A new study has shown that the brain regions controlling facial expressions in macaques work together in unexpected ways, challenging prior assumptions about their division of labor. Researchers led by Geena Ianni at the University of Pennsylvania used advanced neural recordings to reveal how these gestures are encoded. The findings could pave the way for future brain-computer interfaces that decode facial signals for patients with neurological impairments.
Neuroscientists have long puzzled over how the brain generates facial expressions, assuming a clear split between areas handling emotional signals and those managing deliberate movements like speaking. However, a study published in Science on January 20, 2026, upends this view through experiments on macaques, primates with facial musculature similar to humans.
Geena Ianni and her team at the University of Pennsylvania began by scanning the macaques' brains with fMRI while filming their faces during social interactions. The animals viewed videos of other macaques, interactive avatars, or live companions, prompting natural expressions such as lipsmacking to show submission, threat faces to deter rivals, and neutral chewing.
Using these scans, the researchers pinpointed key brain areas: the primary motor cortex, ventral premotor cortex, primary somatosensory cortex, and cingulate motor cortex. They then implanted micro-electrode arrays with sub-millimeter precision into these regions—the first such effort to record multiple neurons during facial gesture production.

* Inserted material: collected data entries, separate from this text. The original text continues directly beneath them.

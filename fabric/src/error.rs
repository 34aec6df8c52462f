// Copyright 2023 Google LLC
//
// Licensed under the Apache License, Version 2.0 (the "License");
// you may not use this file except in compliance with the License.
// You may obtain a copy of the License at
//
//      http://www.apache.org/licenses/LICENSE-2.0
//
// Unless required by applicable law or agreed to in writing, software
// distributed under the License is distributed on an "AS IS" BASIS,
// WITHOUT WARRANTIES OR CONDITIONS OF ANY KIND, either express or implied.
// See the License for the specific language governing permissions and
// limitations under the License.

use std::fmt;

use crate::endpoint::{EndpointId, EndpointKind};
use crate::network::RouterRank;

/// Errors raised while validating a synthesis request.
///
/// All of them are configuration errors: synthesis is a deterministic
/// function of its inputs, so nothing can be retried without changing the
/// configuration or the endpoint list.
#[derive(Debug, Eq, PartialEq)]
pub enum Error {
    NoRouters,
    InvalidRowCount { rows: usize, routers: usize },
    UnevenGrid { rows: usize, routers: usize },
    ConcentrationMismatch { cpus: usize, concentration: usize },
    UnevenCaches { caches: usize, routers: usize },
    TooManyDirectories { dirs: usize, caches: usize },
    InvalidDirectoryStride { dirs: usize, routers: usize },
    UnexpectedLeftover { endpoint: EndpointId, kind: EndpointKind },
    OddRouterCount(usize),
    RingTooSmall(usize),
    OddGrid { rows: usize, cols: usize },
    GridTooSmall { rows: usize, cols: usize },
    DuplicateSegmentRouter(RouterRank),
    InvalidConfiguration(String),
}

pub type Result<T> = std::result::Result<T, Error>;

impl fmt::Display for Error {
    fn fmt(&self, f: &mut fmt::Formatter) -> fmt::Result {
        match self {
            Self::NoRouters => write!(f, "ERROR: topology has no routers"),
            Self::InvalidRowCount { rows, routers } => {
                write!(
                    f,
                    "ERROR: {} rows is not valid for {} routers",
                    rows, routers
                )
            }
            Self::UnevenGrid { rows, routers } => {
                write!(
                    f,
                    "ERROR: {} routers do not divide evenly into {} rows",
                    routers, rows
                )
            }
            Self::ConcentrationMismatch { cpus, concentration } => {
                write!(
                    f,
                    "ERROR: {} cpus cannot be concentrated by a factor of {}",
                    cpus, concentration
                )
            }
            Self::UnevenCaches { caches, routers } => {
                write!(
                    f,
                    "ERROR: {} caches are not a multiple of {} routers",
                    caches, routers
                )
            }
            Self::TooManyDirectories { dirs, caches } => {
                write!(
                    f,
                    "ERROR: {} directories exceed {} caches",
                    dirs, caches
                )
            }
            Self::InvalidDirectoryStride { dirs, routers } => {
                write!(
                    f,
                    "ERROR: {} directories cannot be strided over {} routers",
                    dirs, routers
                )
            }
            Self::UnexpectedLeftover { endpoint, kind } => {
                write!(
                    f,
                    "ERROR: leftover endpoint {} is {:?}, only DMA may be left over",
                    endpoint, kind
                )
            }
            Self::OddGrid { rows, cols } => {
                write!(
                    f,
                    "ERROR: a {}x{} grid needs an even number of rows and columns",
                    rows, cols
                )
            }
            Self::GridTooSmall { rows, cols } => {
                write!(f, "ERROR: a {}x{} grid is smaller than 4x4", rows, cols)
            }
            Self::InvalidConfiguration(msg) => write!(f, "ERROR: invalid configuration: {}", msg),
            _ => write!(f, "{:?}", self),
        }
    }
}

impl std::error::Error for Error {
    fn source(&self) -> Option<&(dyn std::error::Error + 'static)> {
        None
    }
}
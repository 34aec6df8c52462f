// Copyright 2023 Google LLC
//
// Licensed under the Apache License, Version 2.0 (the "License");
// you may not use this file except in compliance with the License.
// You may obtain a copy of the License at
//
//      http://www.apache.org/licenses/LICENSE-2.0
//
// Unless required by applicable law or agreed to in writing, software
// distributed under the License is distributed on an "AS IS" BASIS,
// WITHOUT WARRANTIES OR CONDITIONS OF ANY KIND, either express or implied.
// See the License for the specific language governing permissions and
// limitations under the License.

//! Escape channel planning for ring-based families.
//!
//! A ring segment is a simple cycle of routers listed in traversal order.
//! Every router in a segment gets its position in that order as an ordinal,
//! and every edge of the segment gets the ordinal of the router it leaves
//! when walking the cycle. Within a segment ordinals never repeat, so a
//! packet that only ever moves to a higher ordinal cannot come back to a
//! router it has already visited. That is what makes the escape channel
//! deadlock free: adaptive routing may use any link, and falls back to the
//! increasing-rank walk whenever it would block.
//!
//! Some engines expect the router's own rank in place of the segment
//! ordinal. That mapping is available as `EscapeRankPolicy::RouterRank`, but
//! nothing guarantees the walk it describes is acyclic for hierarchical
//! rings, so it is only used on request.

use serde::{Deserialize, Serialize};
use std::collections::{HashMap, HashSet};

use crate::error::{Error, Result};
use crate::network::RouterRank;
use crate::registry::edge_key;

/// Which half of the columns a half-ring covers.
#[derive(Clone, Copy, Debug, Eq, PartialEq, Hash, Serialize, Deserialize)]
pub enum Side {
    Left,
    Right,
}

#[derive(Clone, Copy, Debug, Eq, PartialEq, Hash, Serialize, Deserialize)]
pub enum RingSegment {
    /// The single cycle of the Ring family.
    Ring,
    /// A half-ring over rows (2 * row_pair, 2 * row_pair + 1).
    HalfRing { row_pair: usize, side: Side },
    /// The spine of a hierarchical ring.
    Central,
}

impl RingSegment {
    /// Whether the segment is the deadlock-free escape channel, as opposed
    /// to a fast non-escape ring.
    pub fn is_escape_channel(&self) -> bool {
        !matches!(self, Self::HalfRing { .. })
    }
}

#[derive(Clone, Copy, Debug, Eq, PartialEq, Serialize, Deserialize)]
pub enum EscapeRankPolicy {
    /// Position along the segment's traversal order.
    SegmentOrdinal,
    /// The rank of the link's source router.
    RouterRank,
}

impl Default for EscapeRankPolicy {
    fn default() -> Self {
        Self::SegmentOrdinal
    }
}

#[derive(Clone, Copy, Debug, Eq, PartialEq, Hash, Serialize)]
pub struct EscapeRank {
    pub segment: RingSegment,
    pub ordinal: usize,
}

/// A simple cycle of routers, in traversal order.
#[derive(Clone, Debug, Eq, PartialEq, Serialize)]
pub struct Segment {
    kind: RingSegment,
    routers: Vec<RouterRank>,
}

impl Segment {
    pub fn new(kind: RingSegment, routers: Vec<RouterRank>) -> Result<Self> {
        if routers.len() < 3 {
            return Err(Error::RingTooSmall(routers.len()));
        }
        let mut seen = HashSet::new();
        if let Some(&dup) = routers.iter().find(|&&r| !seen.insert(r)) {
            return Err(Error::DuplicateSegmentRouter(dup));
        }
        Ok(Self { kind, routers })
    }

    pub fn kind(&self) -> RingSegment {
        self.kind
    }

    pub fn routers(&self) -> &[RouterRank] {
        &self.routers
    }

    pub fn len(&self) -> usize {
        self.routers.len()
    }

    pub fn is_empty(&self) -> bool {
        self.routers.is_empty()
    }

    pub fn contains(&self, rank: RouterRank) -> bool {
        self.routers.contains(&rank)
    }

    pub fn ordinal(&self, rank: RouterRank) -> Option<usize> {
        self.routers.iter().position(|&r| r == rank)
    }

    /// Consecutive router pairs, including the pair that closes the cycle.
    pub fn edges(&self) -> impl Iterator<Item = (RouterRank, RouterRank)> + '_ {
        self.routers
            .iter()
            .copied()
            .zip(self.routers.iter().copied().cycle().skip(1))
    }
}

/// Escape ranks for every segment of a topology.
#[derive(Clone, Debug, Serialize)]
pub struct EscapePlan {
    policy: EscapeRankPolicy,
    segments: Vec<Segment>,
    #[serde(skip)]
    edges: HashMap<(RouterRank, RouterRank), EscapeRank>,
    #[serde(skip)]
    routers: HashMap<RouterRank, usize>,
}

impl EscapePlan {
    pub fn new(policy: EscapeRankPolicy) -> Self {
        if policy == EscapeRankPolicy::RouterRank {
            log::warn!(
                "escape ranks follow router ranks; the increasing-rank walk is not \
                 guaranteed to be acyclic within a segment"
            );
        }
        Self {
            policy,
            segments: Vec::new(),
            edges: HashMap::new(),
            routers: HashMap::new(),
        }
    }

    pub fn policy(&self) -> EscapeRankPolicy {
        self.policy
    }

    /// Add a segment. Edges shared with earlier segments take the ranks of
    /// the segment added last.
    ///
    /// Only escape channel segments give routers a router-level ordinal. A
    /// router sits on at most one of them, so that ordinal is unique within
    /// its segment. Half-ring ordinals stay with the segment itself.
    pub fn add_segment(&mut self, segment: Segment) {
        for (ordinal, (a, b)) in segment.edges().enumerate() {
            log::debug!("{:?}: {} -- {} rank {}", segment.kind, a, b, ordinal);
            self.edges.insert(
                edge_key(a, b),
                EscapeRank {
                    segment: segment.kind,
                    ordinal,
                },
            );
        }
        if segment.kind.is_escape_channel() {
            for (ordinal, &r) in segment.routers.iter().enumerate() {
                self.routers.insert(r, ordinal);
            }
        }
        self.segments.push(segment);
    }

    pub fn segments(&self) -> &[Segment] {
        &self.segments
    }

    pub fn segment(&self, kind: RingSegment) -> Option<&Segment> {
        self.segments.iter().find(|s| s.kind == kind)
    }

    /// The escape rank of the link from `src` to `dst`, if the edge belongs
    /// to a segment.
    pub fn edge_rank(&self, src: RouterRank, dst: RouterRank) -> Option<EscapeRank> {
        let rank = self.edges.get(&edge_key(src, dst))?;
        Some(match self.policy {
            EscapeRankPolicy::SegmentOrdinal => *rank,
            EscapeRankPolicy::RouterRank => EscapeRank {
                segment: rank.segment,
                ordinal: src,
            },
        })
    }

    /// The router-level ordinal, if the router is on the escape channel.
    pub fn router_rank(&self, rank: RouterRank) -> Option<usize> {
        let ordinal = self.routers.get(&rank)?;
        Some(match self.policy {
            EscapeRankPolicy::SegmentOrdinal => *ordinal,
            EscapeRankPolicy::RouterRank => rank,
        })
    }
}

Contrary to expectations, all four areas activated for every gesture, from social signals to chewing, in a coordinated pattern. "We expected a division where the cingulate cortex governs social signals, while the motor cortex is specialized in chewing," Ianni noted, but the data showed otherwise.
Further analysis revealed distinct neural codes. The cingulate cortex employs a static pattern, persistent for up to 0.8 seconds, likely integrating social context and sensory input. In contrast, the motor and somatosensory cortices use dynamic codes with rapidly shifting firing rates to control precise muscle movements, such as subtle lip twitches.
"The static means the firing pattern of neurons is persistent across both multiple repetitions... and across time," Ianni explained, suggesting it stabilizes the gesture's intent while dynamic areas execute the details.
This foundational work, detailed in the journal (doi.org/10.1126/science.aea0890), builds toward neural prostheses for restoring facial communication in stroke or paralysis patients. Ianni remains optimistic: "I hope our work goes towards enabling... more naturalistic and rich communication designs that will improve lives." Yet, she cautions that reliable devices remain years away, akin to early speech-decoding tech from the 1990s.